Your trust is something we cherish and truly appreciate
Published 6:15 pm Friday, March 27, 2020
For most of my life — now 27-plus years — I have worked in the newspaper and media industry. Long before that, I remember reading the newspaper — The Mobile Register — each afternoon when getting home from school.
One of the favorite pastimes for me was reading the baseball box scores and the Major League Baseball standings in the sports section each day. Unfortunately, as a Braves fan, there were bleak times in the 80s and 90s, but still, I looked, consumed by the hitting and pitching stats and looked ahead at who the Braves would be playing — and likely losing to — next.
Growing up, we were not in an area where cable was available and satellite TV was a luxury reserved to those who could afford — and had the land available — for the swimming pool-sized dish in the front yard. The newspaper was my only connection to the Braves and my connection to in-depth coverage of local, state and world events.

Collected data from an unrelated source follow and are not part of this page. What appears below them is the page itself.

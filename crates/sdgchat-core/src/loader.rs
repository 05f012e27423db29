//! Dataset loading and validation.
//!
//! The dataset is a single JSON document with two named collections,
//! `topics` and `faq`. It is read once at startup; callers that want the
//! degrade-to-empty behavior use [`load_dataset_or_empty`].

use std::collections::HashSet;
use std::path::Path;

use crate::error::{Error, Result};
use crate::types::Dataset;

/// Load and validate the dataset file.
pub fn load_dataset(path: &Path) -> Result<Dataset> {
    let raw = std::fs::read_to_string(path)
        .map_err(|e| Error::DataUnavailable(format!("{}: {}", path.display(), e)))?;
    let dataset: Dataset = serde_json::from_str(&raw)
        .map_err(|e| Error::InvalidDataset(format!("{}: {}", path.display(), e)))?;
    validate(&dataset)?;
    Ok(dataset)
}

/// Loader variant used at service startup: a missing or malformed file
/// degrades to empty collections, so the pipeline answers "no data"
/// instead of failing the host.
pub fn load_dataset_or_empty(path: &Path) -> Dataset {
    match load_dataset(path) {
        Ok(dataset) => {
            tracing::info!(
                topics = dataset.topics.len(),
                faq = dataset.faq.len(),
                "loaded dataset from {}",
                path.display()
            );
            dataset
        }
        Err(e) => {
            tracing::warn!("dataset unavailable ({}); starting with empty collections", e);
            Dataset::default()
        }
    }
}

fn validate(dataset: &Dataset) -> Result<()> {
    let mut seen = HashSet::new();
    for topic in &dataset.topics {
        if !seen.insert(topic.id) {
            return Err(Error::InvalidDataset(format!("duplicate topic id {}", topic.id)));
        }
        if topic.title.is_empty() {
            return Err(Error::InvalidDataset(format!("topic {} has no title", topic.id)));
        }
    }
    for (i, faq) in dataset.faq.iter().enumerate() {
        if faq.question.is_empty() || faq.answer.is_empty() {
            return Err(Error::InvalidDataset(format!("faq entry {} missing question or answer", i)));
        }
    }
    Ok(())
}

#[cfg(test)]
mod tests {
    use super::*;
    use std::io::Write;

    fn write_tmp(contents: &str) -> tempfile::NamedTempFile {
        let mut f = tempfile::NamedTempFile::new().expect("tmp file");
        f.write_all(contents.as_bytes()).expect("write");
        f
    }

    #[test]
    fn loads_minimal_dataset() {
        let f = write_tmp(
            r#"{
                "topics": [
                    {"id": 1, "title": {"en": "No Poverty", "fr": "Pas de pauvreté"}}
                ],
                "faq": [
                    {"question": {"en": "What is an SDG?"}, "answer": {"en": "A goal."}}
                ]
            }"#,
        );
        let dataset = load_dataset(f.path()).expect("load");
        assert_eq!(dataset.topics.len(), 1);
        assert_eq!(dataset.faq.len(), 1);
        assert_eq!(dataset.faq[0].category, "general");
    }

    #[test]
    fn rejects_duplicate_topic_ids() {
        let f = write_tmp(
            r#"{"topics": [
                {"id": 3, "title": {"en": "A"}},
                {"id": 3, "title": {"en": "B"}}
            ], "faq": []}"#,
        );
        assert!(matches!(load_dataset(f.path()), Err(Error::InvalidDataset(_))));
    }

    #[test]
    fn missing_file_is_reported_as_data_unavailable() {
        let err = load_dataset(Path::new("/nonexistent/sdg.json")).expect_err("must fail");
        assert!(matches!(err, Error::DataUnavailable(_)));
    }

    #[test]
    fn missing_or_malformed_file_degrades_to_empty() {
        let missing = load_dataset_or_empty(Path::new("/nonexistent/sdg.json"));
        assert!(missing.is_empty());

        let f = write_tmp("not json at all");
        let malformed = load_dataset_or_empty(f.path());
        assert!(malformed.is_empty());
    }
}
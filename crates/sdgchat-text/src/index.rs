use anyhow::Result;
use std::path::Path;
use tantivy::collector::TopDocs;
use tantivy::query::QueryParser;
use tantivy::schema::Value;
use tantivy::{doc, Index, TantivyDocument};

use sdgchat_core::types::{DocRef, LexicalDocument};

use crate::tantivy_utils::{build_schema, register_tokenizer};

pub const DEFAULT_TOP_K: usize = 3;

/// The on-disk BM25 index over flattened knowledge-base documents.
pub struct LexicalIndex {
    index: Index,
    kind_field: tantivy::schema::Field,
    key_field: tantivy::schema::Field,
    text_field: tantivy::schema::Field,
}

impl LexicalIndex {
    /// Build a fresh index at `index_dir` from the given documents,
    /// replacing anything already there.
    pub fn create(index_dir: &Path, documents: &[LexicalDocument]) -> Result<Self> {
        let schema = build_schema();
        if index_dir.exists() {
            std::fs::remove_dir_all(index_dir)?;
        }
        std::fs::create_dir_all(index_dir)?;
        let index = Index::create_in_dir(index_dir, schema)?;
        register_tokenizer(&index);

        let lexical = Self::from_index(index)?;
        let mut writer = lexical.index.writer(15_000_000)?;
        for document in documents {
            let (kind, key) = encode_ref(document.doc_ref);
            writer.add_document(doc!(
                lexical.kind_field => kind,
                lexical.key_field => key,
                lexical.text_field => document.text.clone(),
            ))?;
        }
        writer.commit()?;
        tracing::info!("lexical index built with {} documents at {}", documents.len(), index_dir.display());
        Ok(lexical)
    }

    /// Reopen a previously built index (the cache-hit path). Fails when
    /// the directory is absent or unreadable; callers treat that as a miss.
    pub fn open(index_dir: &Path) -> Result<Self> {
        let index = Index::open_in_dir(index_dir)?;
        register_tokenizer(&index);
        Self::from_index(index)
    }

    fn from_index(index: Index) -> Result<Self> {
        let schema = index.schema();
        let kind_field = schema.get_field("kind")?;
        let key_field = schema.get_field("key")?;
        let text_field = schema.get_field("text")?;
        Ok(Self { index, kind_field, key_field, text_field })
    }
}

/// Bag-of-words ranking over the lexical index. Any non-empty result is
/// trusted unconditionally by the pipeline; there is no score threshold.
pub struct LexicalRetriever {
    index: LexicalIndex,
    top_k: usize,
}

impl LexicalRetriever {
    pub fn new(index: LexicalIndex, top_k: usize) -> Self {
        Self { index, top_k: top_k.max(1) }
    }

    pub fn top_k(&self) -> usize {
        self.top_k
    }

    /// Top `top_k` candidates by BM25 score, best first.
    pub fn retrieve(&self, question: &str) -> Result<Vec<(DocRef, f32)>> {
        let reader = self.index.index.reader()?;
        let searcher = reader.searcher();
        let parser = QueryParser::for_index(&self.index.index, vec![self.index.text_field]);
        // Lenient parse: hostile punctuation degrades to the terms it can
        // salvage instead of failing the stage.
        let (query, _errors) = parser.parse_query_lenient(question);
        let top_docs = searcher.search(&query, &TopDocs::with_limit(self.top_k))?;

        let mut hits = Vec::with_capacity(top_docs.len());
        for (score, addr) in top_docs {
            let doc: TantivyDocument = searcher.doc(addr)?;
            let kind = doc.get_first(self.index.kind_field).and_then(|v| v.as_str()).unwrap_or("");
            let key = doc.get_first(self.index.key_field).and_then(|v| v.as_str()).unwrap_or("");
            if let Some(doc_ref) = decode_ref(kind, key) {
                hits.push((doc_ref, score));
            }
        }
        Ok(hits)
    }
}

fn encode_ref(doc_ref: DocRef) -> (String, String) {
    match doc_ref {
        DocRef::Topic(id) => ("topic".to_string(), id.to_string()),
        DocRef::Faq(index) => ("faq".to_string(), index.to_string()),
    }
}

fn decode_ref(kind: &str, key: &str) -> Option<DocRef> {
    match kind {
        "topic" => key.parse().ok().map(DocRef::Topic),
        "faq" => key.parse().ok().map(DocRef::Faq),
        _ => None,
    }
}
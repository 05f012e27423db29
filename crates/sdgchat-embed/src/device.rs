use candle_core::Device;

pub fn select_device() -> Device {
    #[cfg(feature = "metal")]
    {
        if let Ok(dev) = Device::new_metal(0) {
            tracing::info!("device: Metal (MPS)");
            return dev;
        }
    }
    tracing::info!("device: CPU");
    Device::Cpu
}
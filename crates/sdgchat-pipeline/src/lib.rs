//! sdgchat-pipeline
//!
//! The cascading match-and-rank pipeline, the response formatter, and the
//! optional generative rephraser, wired together by `ChatService`.

pub mod formatter;
pub mod matcher;
pub mod rephrase;
pub mod service;

pub use formatter::format_match;
pub use matcher::StageOutcome;
pub use rephrase::{RephraseConfig, Rephraser};
pub use service::{Capabilities, ChatService, ServiceParts};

It was this connection to the newspaper, the storytelling and the credibility the newspaper had, that have driven my career from photographer, to reporter, to editor and more.
Throughout this career, the newspaper industry has faced its bumps and had a few hiccups. Early on, newspapers were slow to adapt and incorporate the Internet fully into its business models. It fought the transition to diversify into more of a media company and work to meet readers where they were consuming their news and information.
The industry as a whole was stubborn.
But each time there is a crisis, a national emergency or another major news event, it has been newspapers and reporters who the public has come to trust and rely on for information.
This situation around the COVID-19 virus has been no different. While some 24-hour news networks have been scrambling to fill time, in some instances, simply relying on the constantly ticking number of new cases in the United States and world, local media outlets — particularly newspapers — have worked to tell the local stories, the impact the virus and economic slowdown has had on communities.
At The Post, we track a number of overall audience numbers on a daily basis. Those include social media outlets, print distribution and traffic on our website — www.vicksburgpost.com. In each category, in each metric, readership has spiked over the past two weeks, consumption of news and information has reached numbers well above numbers from last year and previous years.
As for the newspaper’s website, we use Google Analytics — the standard used by media and marketing companies to verify traffic and audience — to track the number of people visiting our site (users), the number of stories readers are consuming (pageviews), the time spent on the website and more. It is more data than I have the time or capacity to delve into.
But, in the past 14 days — the days in which the impacts of the spread of the virus have been most felt on residents in Vicksburg and Warren County — traffic on the site has in some cases doubled compared to last year.
In the past 14 days, readers have consumed more than 353,000 pages of content; up more than 50 percent from the same two weeks last year. In that same time period, the number of individual users and new users has doubled.
In writing this column, my goal was to simply say “thanks;” thanks to those who have come to our website, our social media channels and our printed product each day through this situation. It has been our first and only job to get the right information, the correct information to each of you in this time of uncertainty.
As a husband and father, all I want at any moment is the best information and that is what has driven me and others over the past two weeks and what will continue to drive us.
I — rather we at The Post — are both honored and humbled that you have trusted us in this situation and it is a trust we do not take lightly or for granted.
Now, if we get the baseball started and convince the Associated Press to again send box scores, all would be right with the world.